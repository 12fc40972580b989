use std::fs;

use veritab::{
    ast::Expr,
    error::{EvalError, LexError, ParseError},
    interpreter::{
        evaluator::{
            core::{Assignment, evaluate},
            table::{Column, MAX_VARIABLES, TruthTable, generate_table},
        },
        lexer::{Token, scan},
        parser::core::parse,
    },
    truth_table,
};

fn tabulate(src: &str) -> TruthTable {
    truth_table(src).unwrap_or_else(|e| panic!("Sentence failed: {e}"))
}

fn assert_failure(src: &str) {
    if truth_table(src).is_ok() {
        panic!("Sentence succeeded but was expected to fail: {src}")
    }
}

fn parse_sentence(src: &str) -> Expr {
    let tokens = scan(src).unwrap_or_else(|e| panic!("Scan failed: {e}"));
    parse(&tokens).unwrap_or_else(|e| panic!("Parse failed: {e}"))
}

#[test]
fn scan_appends_exactly_one_end_token() {
    let tokens = scan("").unwrap();
    assert_eq!(tokens, vec![(Token::End, 1)]);

    let tokens = scan("NOT (P OR Q)").unwrap();
    let ends = tokens.iter().filter(|(t, _)| *t == Token::End).count();
    assert_eq!(ends, 1);
    assert_eq!(tokens.last().unwrap().0, Token::End);
}

#[test]
fn unrecognized_character_is_reported_with_position() {
    assert_eq!(scan("P $ Q"),
               Err(LexError::UnrecognizedCharacter { character: '$',
                                                     line:      1,
                                                     column:    3, }));
}

#[test]
fn invalid_words_are_rejected() {
    // A run of letters is only ever a keyword or a single uppercase letter.
    assert!(matches!(scan("PANDQ"), Err(LexError::InvalidWord { .. })));
    assert!(matches!(scan("TRUEX"), Err(LexError::InvalidWord { .. })));
    assert!(matches!(scan("p AND q"), Err(LexError::InvalidWord { .. })));
}

#[test]
fn newlines_advance_line_and_column_tracking() {
    let tokens = scan("P AND\nQ").unwrap();
    assert_eq!(tokens[2], (Token::Identifier('Q'), 2));

    assert_eq!(scan("P AND\nquux"),
               Err(LexError::InvalidWord { lexeme: "quux".to_string(),
                                           line:   2,
                                           column: 1, }));
}

#[test]
fn parsing_is_deterministic() {
    let tokens = scan("NOT P IMPLIES (Q EQUIVALENT S)").unwrap();
    let first = parse(&tokens).unwrap();
    let second = parse(&tokens).unwrap();
    assert_eq!(first, second);
}

#[test]
fn binary_connectives_fold_left() {
    let root = parse_sentence("P IMPLIES Q IMPLIES S");
    assert_eq!(root.to_string(), "(P IMPLIES Q) IMPLIES S");

    let root = parse_sentence("P EQUIVALENT Q EQUIVALENT S");
    assert_eq!(root.to_string(), "(P EQUIVALENT Q) EQUIVALENT S");
}

#[test]
fn precedence_orders_not_and_or() {
    let root = parse_sentence("NOT P AND Q OR S");
    assert_eq!(root.to_string(), "(NOT P AND Q) OR S");

    let root = parse_sentence("P AND (Q OR S)");
    assert_eq!(root.to_string(), "P AND (Q OR S)");

    let root = parse_sentence("NOT NOT P");
    assert_eq!(root.to_string(), "NOT NOT P");
}

#[test]
fn empty_input_is_a_parse_error() {
    let tokens = scan("").unwrap();
    assert_eq!(parse(&tokens), Err(ParseError::EmptyInput));
}

#[test]
fn unmatched_open_paren_is_a_parse_error() {
    let tokens = scan("(P").unwrap();
    assert_eq!(parse(&tokens), Err(ParseError::ExpectedClosingParen { line: 1 }));
}

#[test]
fn trailing_tokens_are_a_parse_error() {
    let tokens = scan("P Q").unwrap();
    assert!(matches!(parse(&tokens),
                     Err(ParseError::UnexpectedTrailingTokens { .. })));

    let tokens = scan("P)").unwrap();
    assert!(matches!(parse(&tokens),
                     Err(ParseError::UnexpectedTrailingTokens { .. })));
}

#[test]
fn missing_operands_are_parse_errors() {
    let tokens = scan("AND P").unwrap();
    assert!(matches!(parse(&tokens), Err(ParseError::UnexpectedToken { .. })));

    let tokens = scan("P AND").unwrap();
    assert!(matches!(parse(&tokens),
                     Err(ParseError::UnexpectedEndOfInput { .. })));

    let tokens = scan("(P AND ) OR Q").unwrap();
    assert!(matches!(parse(&tokens), Err(ParseError::UnexpectedToken { .. })));
}

#[test]
fn double_negation_cancels_under_every_assignment() {
    let negated = parse_sentence("NOT NOT P");
    let plain = parse_sentence("P");

    for value in [false, true] {
        let assignment = Assignment::from([('P', value)]);
        assert_eq!(evaluate(&negated, &assignment), evaluate(&plain, &assignment));
    }
}

#[test]
fn equivalence_matches_equality_of_sides() {
    let root = parse_sentence("P EQUIVALENT Q");
    let left = parse_sentence("P");
    let right = parse_sentence("Q");

    for p in [false, true] {
        for q in [false, true] {
            let assignment = Assignment::from([('P', p), ('Q', q)]);
            let sides_equal =
                evaluate(&left, &assignment).unwrap() == evaluate(&right, &assignment).unwrap();
            assert_eq!(evaluate(&root, &assignment), Ok(sides_equal));
        }
    }
}

#[test]
fn unbound_variable_is_guarded() {
    let root = Expr::Variable('P');
    assert_eq!(evaluate(&root, &Assignment::new()),
               Err(EvalError::UnboundVariable { name: 'P' }));
}

#[test]
fn conjunction_table_has_four_rows_with_expected_results() {
    let table = tabulate("P AND Q");
    assert_eq!(table.rows.len(), 4);

    let result = Column::Expression("P AND Q".to_string());
    assert_eq!(table.columns.last(), Some(&result));

    // Row 0 is the all-false assignment, row 3 the all-true one.
    assert_eq!(table.rows[0].value_of(&result), Some(false));
    assert_eq!(table.rows[3].value_of(&result), Some(true));
}

#[test]
fn implication_is_false_only_when_antecedent_holds_alone() {
    let table = tabulate("P IMPLIES Q");
    let result = Column::Expression("P IMPLIES Q".to_string());

    for row in &table.rows {
        let p = row.assignment[&'P'];
        let q = row.assignment[&'Q'];
        let expected = !(p && !q);
        assert_eq!(row.value_of(&result), Some(expected));
    }
}

#[test]
fn variable_columns_are_alphabetical() {
    let table = tabulate("Q OR S OR P");
    assert_eq!(&table.columns[..3],
               &[Column::Variable('P'), Column::Variable('Q'), Column::Variable('S')]);
}

#[test]
fn subexpression_columns_precede_their_containers() {
    let table = tabulate("NOT (P OR Q)");
    assert_eq!(table.columns,
               vec![Column::Variable('P'),
                    Column::Variable('Q'),
                    Column::Expression("P OR Q".to_string()),
                    Column::Expression("NOT (P OR Q)".to_string())]);

    let table = tabulate("(P AND Q) OR (NOT P AND S)");
    assert_eq!(table.columns,
               vec![Column::Variable('P'),
                    Column::Variable('Q'),
                    Column::Variable('S'),
                    Column::Expression("NOT P".to_string()),
                    Column::Expression("P AND Q".to_string()),
                    Column::Expression("NOT P AND S".to_string()),
                    Column::Expression("(P AND Q) OR (NOT P AND S)".to_string())]);
}

#[test]
fn row_count_is_two_to_the_variable_count() {
    assert_eq!(tabulate("P").rows.len(), 2);
    assert_eq!(tabulate("P OR Q").rows.len(), 4);
    assert_eq!(tabulate("(P AND Q) IMPLIES S").rows.len(), 8);
}

#[test]
fn zero_variable_sentence_produces_one_row() {
    let table = tabulate("TRUE AND FALSE");
    assert_eq!(table.rows.len(), 1);

    let result = Column::Expression("TRUE AND FALSE".to_string());
    assert_eq!(table.rows[0].value_of(&result), Some(false));
}

#[test]
fn bare_variable_sentence_still_gets_a_result_column() {
    let table = tabulate("P");
    assert_eq!(table.rows.len(), 2);
    assert_eq!(table.columns,
               vec![Column::Variable('P'), Column::Expression("P".to_string())]);
}

#[test]
fn too_many_variables_is_an_error() {
    let sentence = ('A'..='Q').map(String::from)
                              .collect::<Vec<_>>()
                              .join(" OR ");
    let root = parse_sentence(&sentence);
    assert_eq!(generate_table(&root),
               Err(EvalError::TooManyVariables { count: 17,
                                                 limit: MAX_VARIABLES, }));
}

#[test]
fn lex_and_parse_failures_reach_the_pipeline_caller() {
    assert_failure("P $ Q");
    assert_failure("(P");
    assert_failure("");
}

#[test]
fn test_script_file() {
    let contents = fs::read_to_string("tests/example.logic").expect("missing file");
    for line in contents.lines() {
        let line = line.trim();
        if line.is_empty() || line.starts_with('#') {
            continue;
        }
        tabulate(line);
    }
}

==============================

» DIRECTIONS FOR THIS TASK
Go through the data and copy every line that includes "panic".

» WRITTEN RESPONSE
    truth_table(src).unwrap_or_else(|e| panic!("Sentence failed: {e}"))
        panic!("Sentence succeeded but was expected to fail: {src}")
    let tokens = scan(src).unwrap_or_else(|e| panic!("Scan failed: {e}"));
    parse(&tokens).unwrap_or_else(|e| panic!("Parse failed: {e}"))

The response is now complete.